Objective : This study investigates the effects of rapid versus graded rewarming on decreases in jugular bulb oxygen saturation (SjO 2) during cardiopulmonary bypass (CPB) in a prospective nonrandomized and nonblinded design. Setting and Participants: At the Department of Anesthesiology (University Hospital Eppendorf, Germany), 28 patients (ASA III) undergoing coronary artery bypass graft were investigated. Intervention: CPB was managed according to a-stat conditions during moderate hypothermia (27°C). In group 1 (n = 17), rewarming was performed by increasing the perfusate temperature to 36°C within 7 minutes, in group 2 (n = 11) within 15 minutes. Measurements and Main Results: SjO 2 was measured by a fiberoptic catheter placed in the right jugular bulb. Data were recorded before and 40 minutes after the start of rewarming every 5 minutes. During rewarming of CPB, SjO 2 was decreased to 43 ± 7% in group 1 and to 44 ± 4% in group 2. In groups 1 and 2, the maximum reduction of SjO 2 occurred 17 minutes and 30 minutes after start of rewarming, respectively. The delayed reduction of SjO 2 in group 2 correlated strongly with the prolonged increase in jugular bulb temperature.
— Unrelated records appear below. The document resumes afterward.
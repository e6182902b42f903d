use super::*;
use common::{PageId, RecordId};
use tempfile::tempdir;
use types::Value;

#[test]
fn create_empty_index() {
    let dir = tempdir().unwrap();
    let path = dir.path().join("test.idx");

    let mut index = BTreeIndex::create(&path, IndexId(1)).unwrap();
    let results = index.search(&[Value::Int64(1)]).unwrap();
    assert!(results.is_empty());
}

#[test]
fn insert_and_search_single_key() {
    let dir = tempdir().unwrap();
    let path = dir.path().join("test.idx");

    let mut index = BTreeIndex::create(&path, IndexId(1)).unwrap();

    let rid = RecordId {
        page_id: PageId(0),
        slot: 0,
    };
    index.insert(vec![Value::Int64(42)], rid).unwrap();

    let results = index.search(&[Value::Int64(42)]).unwrap();
    assert_eq!(results.len(), 1);
    assert_eq!(results[0], rid);

    // Search for non-existent key
    let results = index.search(&[Value::Int64(99)]).unwrap();
    assert!(results.is_empty());
}

#[test]
fn insert_multiple_keys_in_order() {
    let dir = tempdir().unwrap();
    let path = dir.path().join("test.idx");

    let mut index = BTreeIndex::create(&path, IndexId(1)).unwrap();

    for i in 0..10 {
        let rid = RecordId {
            page_id: PageId(0),
            slot: i,
        };
        index.insert(vec![Value::Int64(i as i64)], rid).unwrap();
    }

    for i in 0..10 {
        let results = index.search(&[Value::Int64(i as i64)]).unwrap();
        assert_eq!(results.len(), 1);
        assert_eq!(results[0].slot, i);
    }
}

#[test]
fn insert_multiple_keys_reverse_order() {
    let dir = tempdir().unwrap();
    let path = dir.path().join("test.idx");

    let mut index = BTreeIndex::create(&path, IndexId(1)).unwrap();

    for i in (0..10).rev() {
        let rid = RecordId {
            page_id: PageId(0),
            slot: i,
        };
        index.insert(vec![Value::Int64(i as i64)], rid).unwrap();
    }

    for i in 0..10 {
        let results = index.search(&[Value::Int64(i as i64)]).unwrap();
        assert_eq!(results.len(), 1);
        assert_eq!(results[0].slot, i);
    }
}

#[test]
fn duplicate_keys_allowed() {
    let dir = tempdir().unwrap();
    let path = dir.path().join("test.idx");

    let mut index = BTreeIndex::create(&path, IndexId(1)).unwrap();

    // Insert same key with different RIDs
    for slot in 0..3 {
        let rid = RecordId {
            page_id: PageId(0),
            slot,
        };
        index.insert(vec![Value::Int64(42)], rid).unwrap();
    }

    let results = index.search(&[Value::Int64(42)]).unwrap();
    assert_eq!(results.len(), 3);
}

#[test]
fn delete_existing_key() {
    let dir = tempdir().unwrap();
    let path = dir.path().join("test.idx");

    let mut index = BTreeIndex::create(&path, IndexId(1)).unwrap();

    let rid = RecordId {
        page_id: PageId(0),
        slot: 0,
    };
    index.insert(vec![Value::Int64(42)], rid).unwrap();

    // Verify it exists
    let results = index.search(&[Value::Int64(42)]).unwrap();
    assert_eq!(results.len(), 1);

    // Delete it
    let deleted = index.delete(&[Value::Int64(42)], rid).unwrap();
    assert!(deleted);

    // Verify it's gone
    let results = index.search(&[Value::Int64(42)]).unwrap();
    assert!(results.is_empty());
}

#[test]
fn delete_non_existent_key() {
    let dir = tempdir().unwrap();
    let path = dir.path().join("test.idx");

    let mut index = BTreeIndex::create(&path, IndexId(1)).unwrap();

    let rid = RecordId {
        page_id: PageId(0),
        slot: 0,
    };
    let deleted = index.delete(&[Value::Int64(42)], rid).unwrap();
    assert!(!deleted);
}

#[test]
fn range_scan_all() {
    let dir = tempdir().unwrap();
    let path = dir.path().join("test.idx");

    let mut index = BTreeIndex::create(&path, IndexId(1)).unwrap();

    for i in 0..10 {
        let rid = RecordId {
            page_id: PageId(0),
            slot: i,
        };
        index.insert(vec![Value::Int64(i as i64)], rid).unwrap();
    }

    let results = index.range_scan(None, None).unwrap();
    assert_eq!(results.len(), 10);
}

#[test]
fn range_scan_with_bounds() {
    let dir = tempdir().unwrap();
    let path = dir.path().join("test.idx");

    let mut index = BTreeIndex::create(&path, IndexId(1)).unwrap();

    for i in 0..10 {
        let rid = RecordId {
            page_id: PageId(0),
            slot: i,
        };
        index.insert(vec![Value::Int64(i as i64)], rid).unwrap();
    }

    // Range [3, 7]
    let low = vec![Value::Int64(3)];
    let high = vec![Value::Int64(7)];
    let results = index
        .range_scan(Some(low.as_slice()), Some(high.as_slice()))
        .unwrap();

    assert_eq!(results.len(), 5);
    for (i, rid) in results.iter().enumerate() {
        assert_eq!(rid.slot, (3 + i) as u16);
    }
}

#[test]
fn text_keys() {
    let dir = tempdir().unwrap();
    let path = dir.path().join("test.idx");

    let mut index = BTreeIndex::create(&path, IndexId(1)).unwrap();

    let names = ["alice", "bob", "charlie", "dave"];
    for (slot, name) in names.iter().enumerate() {
        let rid = RecordId {
            page_id: PageId(0),
            slot: slot as u16,
        };
        index
            .insert(vec![Value::Text(name.to_string())], rid)
            .unwrap();
    }

    let results = index.search(&[Value::Text("charlie".to_string())]).unwrap();
    assert_eq!(results.len(), 1);
    assert_eq!(results[0].slot, 2);
}

#[test]
fn composite_keys() {
    let dir = tempdir().unwrap();
    let path = dir.path().join("test.idx");

    let mut index = BTreeIndex::create(&path, IndexId(1)).unwrap();

    // Composite key: (department, employee_id)
    let entries = [
        (vec![Value::Text("eng".into()), Value::Int64(1)], 0),
        (vec![Value::Text("eng".into()), Value::Int64(2)], 1),
        (vec![Value::Text("sales".into()), Value::Int64(1)], 2),
    ];

    for (key, slot) in &entries {
        let rid = RecordId {
            page_id: PageId(0),
            slot: *slot,
        };
        index.insert(key.clone(), rid).unwrap();
    }

    // Search for specific composite key
    let results = index
        .search(&[Value::Text("eng".into()), Value::Int64(2)])
        .unwrap();
    assert_eq!(results.len(), 1);
    assert_eq!(results[0].slot, 1);
}

#[test]
fn persistence_across_open() {
    let dir = tempdir().unwrap();
    let path = dir.path().join("test.idx");

    // Create and insert
    {
        let mut index = BTreeIndex::create(&path, IndexId(1)).unwrap();
        for i in 0..5 {
            let rid = RecordId {
                page_id: PageId(0),
                slot: i,
            };
            index.insert(vec![Value::Int64(i as i64)], rid).unwrap();
        }
        index.flush().unwrap();
    }

    // Reopen and verify
    {
        let mut index = BTreeIndex::open(&path, IndexId(1)).unwrap();
        for i in 0..5 {
            let results = index.search(&[Value::Int64(i as i64)]).unwrap();
            assert_eq!(results.len(), 1);
            assert_eq!(results[0].slot, i);
        }
    }
}

#[test]
fn many_inserts_trigger_splits() {
    let dir = tempdir().unwrap();
    let path = dir.path().join("test.idx");

    let mut index = BTreeIndex::create(&path, IndexId(1)).unwrap();

    // Insert enough keys to trigger leaf splits
    let count = 500;
    for i in 0..count {
        let rid = RecordId {
            page_id: PageId(i / 100),
            slot: (i % 100) as u16,
        };
        index.insert(vec![Value::Int64(i as i64)], rid).unwrap();
    }

    // Verify all keys are searchable
    for i in 0..count {
        let results = index.search(&[Value::Int64(i as i64)]).unwrap();
        assert_eq!(results.len(), 1, "key {} not found", i);
    }

    // Verify scan returns all
    let all = index.scan_all().unwrap();
    assert_eq!(all.len(), count as usize);
}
Conclusion: The current data show that slow rewarming does not attenuate reductions of SjO 2. This suggests that the reduction of SjO 2 during rewarming of CPB is not a function of the rewarming speed but is strongly correlated with the increase in jugular bulb temperature, with a maximum effect just before reaching normothermia of the brain.